SACRED was a Cubesat built by the Student Satellite Program of the University of Arizona. It was the product of the work of about 50 students, ranging from college freshmen to Ph. D. students, over the course of several years. It was launched, after being postponed several times, on board a Dnepr on July 26, 2006. The launch was a failure.

==Listening==

To listen to SACRED if it had made orbit, a person would have needed the following:

1. The keplerian elements, in order to know where the satellite is pointed.
2. A radio capable of operating on 436.870 MHz, which will change with doppler shifting.
3. A 1200 baud AFSK modem, preferably a very low-end, that does no modulation on its own.
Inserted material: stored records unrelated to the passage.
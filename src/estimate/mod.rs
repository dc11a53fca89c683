//! Estimation engine - price a part from its signal map
//!
//! Pure and synchronous. The only shared state is the read-only tables in
//! [`tables`], so one engine can serve any number of callers.

pub mod result;
pub mod tables;

pub use result::{Breakdown, Confidence, EstimateResult, Inferred, PendingEstimate, QuotedEstimate};

use log::debug;
use serde::{Deserialize, Serialize};

use crate::signals::{Complexity, PartSignals, SizeClass, Tolerance};
use tables::{
    lead_time_days, material_params, material_params_or_default, BASE_MACHINE_RATE_PER_MIN,
    DEFAULT_MACHINING_MINUTES, OVERHEAD_MULTIPLIER,
};

/// Message attached to every not-ready estimate
pub const NOT_READY_MESSAGE: &str = "Need a few more details to generate a quote.";

/// How the engine treats inputs it cannot infer from the signals
#[derive(Debug, Clone, Copy, PartialEq, Eq, Hash, Serialize, Deserialize)]
#[serde(rename_all = "lowercase")]
#[derive(Default)]
pub enum ReadinessPolicy {
    /// Fall back to fixed defaults with low confidence; only material blocks
    #[default]
    Lenient,
    /// Report uninferable machining time or weight as missing inputs
    Strict,
}

impl std::fmt::Display for ReadinessPolicy {
    fn fmt(&self, f: &mut std::fmt::Formatter<'_>) -> std::fmt::Result {
        match self {
            ReadinessPolicy::Lenient => write!(f, "lenient"),
            ReadinessPolicy::Strict => write!(f, "strict"),
        }
    }
}

impl std::str::FromStr for ReadinessPolicy {
    type Err = String;

    fn from_str(s: &str) -> Result<Self, Self::Err> {
        match s.trim().to_lowercase().as_str() {
            "lenient" => Ok(ReadinessPolicy::Lenient),
            "strict" => Ok(ReadinessPolicy::Strict),
            _ => Err(format!("Unknown policy: {}. Use lenient or strict", s)),
        }
    }
}

/// Trim and lowercase, treating blank as absent
fn normalize(value: Option<&str>) -> Option<String> {
    value
        .map(|s| s.trim().to_lowercase())
        .filter(|s| !s.is_empty())
}

fn round2(value: f64) -> f64 {
    (value * 100.0).round() / 100.0
}

/// Normalized view of the signal map the engine works on
struct NormalizedInputs {
    material: Option<String>,
    qty: u32,
    complexity: String,
    size: String,
    tolerance: String,
    dims: Option<(f64, f64, f64)>,
    machining_minutes: Option<f64>,
    material_weight_lbs: Option<f64>,
}

impl NormalizedInputs {
    fn from_signals(signals: &PartSignals) -> Self {
        let dims = match (signals.length_in, signals.width_in, signals.height_in) {
            (Some(l), Some(w), Some(h)) => Some((l, w, h)),
            _ => None,
        };

        Self {
            material: normalize(signals.material.as_deref()),
            qty: signals.qty.filter(|q| *q > 0).unwrap_or(1),
            complexity: normalize(signals.complexity.as_deref())
                .unwrap_or_else(|| Complexity::default().to_string()),
            size: normalize(signals.size.as_deref())
                .unwrap_or_else(|| SizeClass::default().to_string()),
            tolerance: normalize(signals.tolerance.as_deref())
                .unwrap_or_else(|| Tolerance::default().to_string()),
            dims,
            machining_minutes: signals.machining_minutes,
            material_weight_lbs: signals.material_weight_lbs,
        }
    }
}

/// An inferred value and whether it came from a blind fallback
struct Inference {
    value: f64,
    fallback: bool,
}

/// Turns signal maps into estimates
#[derive(Debug, Clone, Copy, Default)]
pub struct EstimationEngine {
    policy: ReadinessPolicy,
}

impl EstimationEngine {
    pub fn new(policy: ReadinessPolicy) -> Self {
        Self { policy }
    }

    pub fn policy(&self) -> ReadinessPolicy {
        self.policy
    }

    /// Machining minutes from complexity and size
    fn infer_machining_minutes(&self, inputs: &NormalizedInputs) -> Option<Inference> {
        let size_factor = inputs
            .size
            .parse::<SizeClass>()
            .map(|s| s.time_factor())
            .unwrap_or(1.0);

        match inputs.complexity.parse::<Complexity>() {
            Ok(complexity) => Some(Inference {
                value: (complexity.base_minutes() * size_factor).round(),
                fallback: false,
            }),
            Err(_) => match self.policy {
                ReadinessPolicy::Lenient => Some(Inference {
                    value: DEFAULT_MACHINING_MINUTES,
                    fallback: true,
                }),
                ReadinessPolicy::Strict => None,
            },
        }
    }

    /// Per-part weight from geometry and density, or a size default
    fn infer_weight(&self, inputs: &NormalizedInputs) -> Option<Inference> {
        let density = inputs
            .material
            .as_deref()
            .and_then(material_params)
            .and_then(|p| p.density_lb_per_in3);

        if let (Some((l, w, h)), Some(density)) = (inputs.dims, density) {
            return Some(Inference {
                value: round2(l * w * h * density),
                fallback: false,
            });
        }

        match self.policy {
            ReadinessPolicy::Lenient => Some(Inference {
                value: inputs
                    .size
                    .parse::<SizeClass>()
                    .map(|s| s.default_weight_lbs())
                    .unwrap_or_else(|_| SizeClass::default().default_weight_lbs()),
                fallback: true,
            }),
            ReadinessPolicy::Strict => None,
        }
    }

    pub fn estimate(&self, signals: &PartSignals) -> EstimateResult {
        let inputs = NormalizedInputs::from_signals(signals);

        let mut missing: Vec<String> = Vec::new();
        let mut inferred = Inferred::default();
        let mut confidence = Confidence::High;

        if inputs.material.is_none() {
            missing.push("material".to_string());
        }

        let machining_minutes = match inputs.machining_minutes {
            Some(m) => Some(m),
            None => match self.infer_machining_minutes(&inputs) {
                Some(inference) => {
                    inferred.machining_minutes = Some(inference.value);
                    confidence = confidence.downgrade(if inference.fallback {
                        Confidence::Low
                    } else {
                        Confidence::Medium
                    });
                    Some(inference.value)
                }
                None => {
                    missing.push("machining_minutes".to_string());
                    None
                }
            },
        };

        let weight = match inputs.material_weight_lbs {
            Some(w) => Some(w),
            None => match self.infer_weight(&inputs) {
                Some(inference) => {
                    inferred.material_weight_lbs = Some(inference.value);
                    confidence = confidence.downgrade(if inference.fallback {
                        Confidence::Low
                    } else {
                        Confidence::Medium
                    });
                    Some(inference.value)
                }
                None => {
                    missing.push("material_weight_lbs".to_string());
                    None
                }
            },
        };

        if inferred.machining_minutes.is_some() && inferred.material_weight_lbs.is_some() {
            confidence = Confidence::Low;
        }

        let (material, machining_minutes, weight) = match (inputs.material.clone(), machining_minutes, weight) {
            (Some(material), Some(m), Some(w)) if missing.is_empty() => (material, m, w),
            _ => {
                debug!("estimate not ready, missing {:?}", missing);
                return EstimateResult::NotReady(PendingEstimate {
                    missing_inputs: missing,
                    message: NOT_READY_MESSAGE.to_string(),
                    confidence,
                    inferred,
                });
            }
        };

        let complexity_factor = inputs
            .complexity
            .parse::<Complexity>()
            .unwrap_or_default()
            .rate_factor();
        let tolerance_factor = inputs
            .tolerance
            .parse::<Tolerance>()
            .map(|t| t.rate_factor())
            .unwrap_or(1.0);
        let params = material_params_or_default(&material);

        let machine_rate = BASE_MACHINE_RATE_PER_MIN
            * complexity_factor
            * tolerance_factor
            * params.machining_multiplier;
        let machining_cost = machining_minutes * machine_rate;
        let material_cost = weight * params.material_rate_per_lb;
        let subtotal = machining_cost + material_cost;
        let total_each = round2(subtotal * OVERHEAD_MULTIPLIER);
        let total_all = total_each * f64::from(inputs.qty);
        let lead_time = lead_time_days(machining_minutes, &material);

        debug!(
            "estimate ready: {} x {} at {:.2}/min, total {:.2}",
            inputs.qty, material, machine_rate, total_all
        );

        EstimateResult::Ready(QuotedEstimate {
            cost_usd: round2(total_all),
            lead_time_days: lead_time,
            confidence,
            inferred,
            breakdown: Breakdown {
                qty: inputs.qty,
                material,
                machining_minutes_each: round2(machining_minutes),
                material_weight_lbs_each: round2(weight),
                base_machine_rate_per_min: BASE_MACHINE_RATE_PER_MIN,
                complexity_factor,
                tolerance_factor,
                material_machining_multiplier: params.machining_multiplier,
                machine_rate_per_min: round2(machine_rate),
                material_rate_per_lb: params.material_rate_per_lb,
                machining_cost_each: round2(machining_cost),
                material_cost_each: round2(material_cost),
                subtotal_each: round2(subtotal),
                multiplier: OVERHEAD_MULTIPLIER,
                total_each,
                total_all,
            },
        })
    }
}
Cubesat Groundstation uses a custom-built hardware modem, and possibly a software modem (using the sound card as an Analog-to-Digital converter).
4. The UA Cubesat GS software would help, however, it is not currently available to the public.
5. A good antenna system, the design of the antennas is not optimal.

==Components==
SACRED had the following components included:
- 6 solar cells
- Aluminum frame - built to spin-stabilize through sunlight
- Power board (used to hold batteries, maintain 5V and 3.3V charges, measure voltages and currents in several spots, and convert the power from the solar cells to usable power.)
- Microcontroller board, which is used to gather and transmit telemetry.
- Radio board, which is used for 2 way communication
- Experiment - A radiation experiment, which will monitor the radiation effect on several components over long periods of time.

==Specifications==
These specifications are without respect to the payload.
- Dimensions - 10 cm×10 cm×10 cm
- Mass - max 1 kg (Actual ~900 gram)
- Power Generation - Optimum ~2 W, average on sun side ~1.5 W
- Max power output - 3W when transmitting data
- Min power output - 100 mW when in quiet state

==Current status==
SACRED was launched with UA's satellite, Rincon 1 on July 26, 2006, at 19:43 UTC on board a Dnepr rocket. The launch failed shortly after takeoff and SACRED was destroyed.